Rudolf von Rheinfeldens Recken waren fortgeritten, hin gen Würzburg, Bischof Adalbero wieder in sein Amt zu setzen, das ihm zwei Jahre zuvor in diesem furchtbaren Konflikt genommen worden war. Reginhard, der alte Mönch seufzte, ließ sich nieder auf der Bank unterm Holderbusch am Rand des Friedhofes an der Jakobskapelle, von wo aus man hinab auf die rauchenden Hütten der Salzsieder sehen konnte, hinunter zum Fluss, der dort breit um Sandbänke und kleine Inseln floss, hinüber zur Comburg, über die Baustelle des Kecken Hof hinweg, den im Frühjahr der Staufer geschickt und das Grundstück an der oberen Furt von den Bielriet erwerben geheißen hatte, sozusagen als Mitgift für seinen jüngsten Sohn, der in die Bruderschaft auf der Comburg eingetreten war.
Reginhard aber plagte anderes. Der Nuntius des Heiligen Vaters hatte seinen einstigen Zögling Godebold mit sich genommen, samt Bernstein, Katzenfellen und all diesen wundertsamen Ideen, nach Würzburg nun, und später wohl gen Rom. Ruhe war wieder eingekehrt in den Mönchhof, die Pilgerherberge, die Reginhard einst nach Rückkehr von seiner Italienreise mit dem damals noch jungen Bischof Adalbero gegründet hatte. "Führt die Chorherren zu einem Leben in Gemeinschaft zurück", hatte das Konzil gefordert, "ermahnt sie zum Verzicht auf persönliches Eigentum nach dem Vorbild der Mönche". Er, Reginhard, er war Mönch, ganz erfüllt von dem, was ihn Desiderius de Montecassino in jenem Sommer gelehrt hatte.
Damals hatte alles begonnen: dieses Gezerre um Macht und Einfluss, wem es nun sei, einen Heiligen Vater zu ernennen, oder einen Bischof einzusetzen. Und in all diesen Wirren musste Godebold mit seinem beunruhigenden Tun daherkommen. Warum nur hatte man ihm die Schriften der alten Griechen zugänglich gemacht?
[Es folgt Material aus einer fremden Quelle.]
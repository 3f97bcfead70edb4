mod common;

use async_trait::async_trait;
use std::collections::BTreeMap;
use std::io::Write;
use std::sync::Arc;
use std::sync::atomic::{AtomicUsize, Ordering};
use std::time::Duration;

use common::ZipBuilder;
use sketchfile::model::FillType;
use sketchfile::plist::Value;
use sketchfile::{Archive, LoadError, LoadOptions, MemoryReader, Package, ReadAt};

const DOCUMENT: &str = r#"{
    "_class": "document",
    "do_objectID": "DOC",
    "currentPageIndex": 0,
    "pages": [
        {"_class": "MSJSONFileReference", "_ref_class": "MSImmutablePage", "_ref": "pages/P2"},
        {"_class": "MSJSONFileReference", "_ref_class": "MSImmutablePage", "_ref": "pages/P1"}
    ]
}"#;

const META: &str = r#"{"app": "com.bohemiancoding.sketch3", "appVersion": "52.6", "build": 67491}"#;

const PAGE_ONE: &str = r#"{
    "_class": "page",
    "do_objectID": "P1",
    "name": "Icons",
    "layers": [{
        "_class": "artboard",
        "name": "Board",
        "frame": {"_class": "rect", "x": 0, "y": 0, "width": 64, "height": 64},
        "layers": [{
            "_class": "shapePath",
            "name": "Triangle",
            "style": {"_class": "style", "fills": [{
                "_class": "fill", "fillType": 1, "isEnabled": true,
                "gradient": {"_class": "gradient", "from": "{0.5, 0}", "to": "{0.5, 1}"}
            }]},
            "points": [
                {"_class": "curvePoint", "point": "{0.5, 0.67135115527602085}"},
                {"_class": "curvePoint", "point": "{1, 1}"}
            ]
        }]
    }]
}"#;

const PAGE_TWO: &str = r#"{"_class": "page", "do_objectID": "P2", "name": "Cover", "layers": []}"#;

fn options(concurrency: usize) -> LoadOptions {
    LoadOptions {
        concurrency,
        verify_crc: true,
    }
}

fn package_bytes() -> Vec<u8> {
    ZipBuilder::new()
        .deflated("document.json", DOCUMENT.as_bytes())
        .stored("meta.json", META.as_bytes())
        .directory("pages/")
        .deflated("pages/P1.json", PAGE_ONE.as_bytes())
        .deflated("pages/P2.json", PAGE_TWO.as_bytes())
        .stored("images/9f3c.png", b"\x89PNG\r\n\x1a\nnot really a png")
        .stored("previews/preview.png", b"\x89PNG")
        .build()
}

/// A keyed archive whose root is a plain string.
fn archived_text(text: &str) -> String {
    let mut root = BTreeMap::new();
    root.insert("NSString".to_owned(), Value::Uid(2));
    root.insert("$class".to_owned(), Value::Uid(3));

    let mut class = BTreeMap::new();
    class.insert("$classname".to_owned(), Value::from("NSAttributedString"));

    let mut top = BTreeMap::new();
    top.insert("root".to_owned(), Value::Uid(1));

    let mut entries = BTreeMap::new();
    entries.insert("$archiver".to_owned(), Value::from("NSKeyedArchiver"));
    entries.insert("$version".to_owned(), Value::from(100000i64));
    entries.insert("$top".to_owned(), Value::from(top));
    entries.insert(
        "$objects".to_owned(),
        Value::from(vec![
            Value::from("$null"),
            Value::from(root),
            Value::from(text),
            Value::from(class),
        ]),
    );
    Archive::new(entries).to_base64()
}

#[tokio::test]
async fn test_load_complete_package() {
    let package = Package::from_bytes(package_bytes(), &options(4)).await.unwrap();

    let document = package.document.as_ref().unwrap();
    assert_eq!(document.object_id.as_deref(), Some("DOC"));
    assert_eq!(package.meta.as_ref().unwrap().app_version.as_deref(), Some("52.6"));

    assert_eq!(package.pages.len(), 2);
    let icons = package.page("Icons").unwrap();
    assert_eq!(icons.layer_count(), 2);
    assert!(package.page("Cover").is_some());

    let triangle = &icons.layers()[0].children()[0];
    assert_eq!(triangle.curve_points()[0].point.as_ref().unwrap().to_string(), "{0.5, 0.67135115527602085}");
    let fill = &triangle.style.as_ref().unwrap().fills.as_ref().unwrap()[0];
    assert_eq!(fill.kind(), Some(FillType::Gradient));

    let order: Vec<_> = package
        .ordered_pages()
        .iter()
        .filter_map(|page| page.name.as_deref())
        .collect();
    assert_eq!(order, ["Cover", "Icons"]);
}

#[tokio::test]
async fn test_truncated_page_aborts_load() {
    let bytes = ZipBuilder::new()
        .deflated("document.json", DOCUMENT.as_bytes())
        .deflated("pages/P1.json", PAGE_ONE.as_bytes())
        .deflated("pages/P2.json", br#"{"_class": "page", "name": "Co"#)
        .build();

    let err = Package::from_bytes(bytes, &options(4)).await.unwrap_err();
    assert!(matches!(err, LoadError::Decode { .. }), "{err}");
    assert_eq!(err.entry(), Some("pages/P2.json"));
}

#[tokio::test]
async fn test_codec_error_names_the_field() {
    let page = PAGE_ONE.replace(r#""from": "{0.5, 0}""#, r#""from": "{0.5, 0, 1}""#);
    let bytes = ZipBuilder::new()
        .deflated("document.json", DOCUMENT.as_bytes())
        .deflated("pages/P1.json", page.as_bytes())
        .build();

    match Package::from_bytes(bytes, &options(1)).await.unwrap_err() {
        LoadError::Decode { entry, path, source } => {
            assert_eq!(entry, "pages/P1.json");
            assert_eq!(path, "layers[0].layers[0].style.fills[0].gradient.from");
            assert!(source.to_string().contains("3 components"), "{source}");
        }
        other => panic!("unexpected error: {other}"),
    }
}

#[tokio::test]
async fn test_not_a_zip() {
    let err = Package::from_bytes(DOCUMENT.as_bytes().to_vec(), &options(1))
        .await
        .unwrap_err();
    assert!(matches!(err, LoadError::Open(_)), "{err}");
    assert_eq!(err.entry(), None);
}

#[tokio::test]
async fn test_missing_document() {
    let bytes = ZipBuilder::new()
        .deflated("pages/P2.json", PAGE_TWO.as_bytes())
        .build();

    let package = Package::from_bytes(bytes, &options(2)).await.unwrap();
    assert!(package.document.is_none());
    assert!(package.meta.is_none());
    assert_eq!(package.pages.len(), 1);
    assert_eq!(package.ordered_pages()[0].name.as_deref(), Some("Cover"));
}

#[tokio::test]
async fn test_duplicate_page_names_last_wins() {
    let bytes = ZipBuilder::new()
        .deflated("pages/A.json", br#"{"do_objectID": "A", "name": "Same"}"#)
        .deflated("pages/B.json", br#"{"do_objectID": "B", "name": "Same"}"#)
        .deflated("pages/C.json", br#"{"do_objectID": "C"}"#)
        .build();

    for concurrency in [1, 8] {
        let package = Package::from_bytes(bytes.clone(), &options(concurrency)).await.unwrap();
        assert_eq!(package.pages.len(), 2);
        assert_eq!(package.page("Same").unwrap().object_id.as_deref(), Some("B"));
        assert_eq!(package.page("").unwrap().object_id.as_deref(), Some("C"));
    }
}

#[tokio::test]
async fn test_crc_mismatch() {
    let bytes = ZipBuilder::new()
        .deflated("document.json", DOCUMENT.as_bytes())
        .deflated("pages/P2.json", PAGE_TWO.as_bytes())
        .corrupt_last_crc()
        .build();

    let err = Package::from_bytes(bytes.clone(), &options(1)).await.unwrap_err();
    assert!(matches!(err, LoadError::Extract { .. }), "{err}");
    assert_eq!(err.entry(), Some("pages/P2.json"));

    let unchecked = LoadOptions {
        concurrency: 1,
        verify_crc: false,
    };
    let package = Package::from_bytes(bytes, &unchecked).await.unwrap();
    assert!(package.page("Cover").is_some());
}

#[tokio::test]
async fn test_sequential_and_concurrent_agree() {
    let sequential = Package::from_bytes(package_bytes(), &options(1)).await.unwrap();
    let concurrent = Package::from_bytes(package_bytes(), &options(16)).await.unwrap();
    assert_eq!(sequential, concurrent);
}

#[tokio::test]
async fn test_archived_text_layer() {
    let page = format!(
        r#"{{"_class": "page", "name": "Copy", "layers": [{{
            "_class": "text",
            "name": "Title",
            "attributedString": {{
                "_class": "MSAttributedString",
                "archivedAttributedString": {{"_archive": "{}"}}
            }}
        }}]}}"#,
        archived_text("Hello, package")
    );
    let bytes = ZipBuilder::new()
        .deflated("pages/T.json", page.as_bytes())
        .build();

    let package = Package::from_bytes(bytes, &options(1)).await.unwrap();
    let title = &package.page("Copy").unwrap().layers()[0];
    assert_eq!(title.text(), Some("Hello, package"));
}

#[tokio::test]
async fn test_open_from_path() {
    let mut file = tempfile::NamedTempFile::new().unwrap();
    file.write_all(&package_bytes()).unwrap();
    file.flush().unwrap();

    let package = Package::open(file.path()).await.unwrap();
    assert_eq!(package.pages.len(), 2);

    let missing = file.path().with_extension("missing");
    let err = Package::open(&missing).await.unwrap_err();
    assert!(matches!(err, LoadError::Open(_)), "{err}");
}

/// Records how many reads are in flight at once.
struct TrackingReader {
    inner: MemoryReader,
    in_flight: AtomicUsize,
    peak: AtomicUsize,
}

impl TrackingReader {
    fn new(data: Vec<u8>) -> Self {
        Self {
            inner: MemoryReader::new(data),
            in_flight: AtomicUsize::new(0),
            peak: AtomicUsize::new(0),
        }
    }
}

#[async_trait]
impl ReadAt for TrackingReader {
    async fn read_at(&self, offset: u64, buf: &mut [u8]) -> anyhow::Result<usize> {
        let now = self.in_flight.fetch_add(1, Ordering::SeqCst) + 1;
        self.peak.fetch_max(now, Ordering::SeqCst);
        tokio::time::sleep(Duration::from_millis(2)).await;
        let result = self.inner.read_at(offset, buf).await;
        self.in_flight.fetch_sub(1, Ordering::SeqCst);
        result
    }

    fn size(&self) -> u64 {
        self.inner.size()
    }
}

#[tokio::test(flavor = "multi_thread", worker_threads = 4)]
async fn test_page_decoding_respects_concurrency() {
    let mut builder = ZipBuilder::new();
    for i in 0..8 {
        let page = format!(r#"{{"do_objectID": "P{i}", "name": "Page {i}"}}"#);
        builder = builder.deflated(&format!("pages/P{i}.json"), page.as_bytes());
    }
    let bytes = builder.build();

    for concurrency in [1, 2] {
        let reader = Arc::new(TrackingReader::new(bytes.clone()));
        let package = Package::from_reader(Arc::clone(&reader), &options(concurrency))
            .await
            .unwrap();
        assert_eq!(package.pages.len(), 8);

        let peak = reader.peak.load(Ordering::SeqCst);
        assert!(peak >= 1 && peak <= concurrency, "peak {peak} with limit {concurrency}");
    }
}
Warum nur hatte er den jungen Mann nach Würzburg empfohlen, anstatt ihn zurückzuschicken auf seines Vaters Burg hinüber nach Bielriet. Natürlich hatten die Würzburger den Enkel des Neumünsterstifters bei sich aufgenommen und versucht, ihn die höheren Dinge des Glaubens zu lehren. Man hatte ihm gar seinen älteren Vetter Emehard von Comburg zur Seite gestellt. Auch ihn hatte Reginhard einst unter seinen lehrenden Fittichen gehabt. Doch nein: Godebold war versessen auf gänzlich unheilige Ideen. "Experimente" nannte er sein Tun, aus dem griechischen Elektron, aus Bernstein die elektrische Substanz zu extrahieren.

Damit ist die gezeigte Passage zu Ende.